#### Supplied entries:
________________________________________

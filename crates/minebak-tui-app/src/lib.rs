// Copyright (c) 2025 Geoffrey Huntley <ghuntley@ghuntley.com>. All rights reserved.
// SPDX-License-Identifier: Proprietary

//! The MineBak terminal application.
//!
//! [`initialize`] builds a router over an in-memory history, an i18n
//! context, and the [`Shell`] root component, installs the router and
//! i18n plugins in that order, then mounts everything onto `#app`.
//!
//! ```no_run
//! use minebak_tui_app::{initialize, BootstrapOptions, Host};
//! use ratatui::backend::TestBackend;
//!
//! let mut host = Host::new(TestBackend::new(80, 24))?.with_target("#app");
//! let app = initialize(&mut host, BootstrapOptions::new("/tmp/minebak"))?;
//! assert_eq!(app.router().current_path(), "/");
//! # Ok::<(), minebak_tui_app::BootstrapError>(())
//! ```

pub mod bootstrap;
pub mod cli;
pub mod error;
pub mod headless;
pub mod host;
pub mod keymap;
pub mod logging;
pub mod plugin;
pub mod routes;
pub mod schedule;
pub mod shell;
pub mod terminal;
pub mod views;

pub use bootstrap::{
	initialize, App, AppBuilder, BootstrapOptions, MountFailure, MountedApp, APP_SELECTOR,
};
pub use error::BootstrapError;
pub use host::Host;
pub use keymap::{ShellKeymap, CYCLE_LOCALE};
pub use plugin::{AppContext, I18nPlugin, Plugin, RouterPlugin, I18N_PLUGIN, ROUTER_PLUGIN};
pub use routes::{view_for, view_in, ViewKind, LEGACY_ROUTES, ROUTES};
pub use shell::Shell;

________________________________________

#### Exercise goal:
Every line that contains the string "terminal" should be copied from the entries.

#### Your response:
//! The MineBak terminal application.
pub mod terminal;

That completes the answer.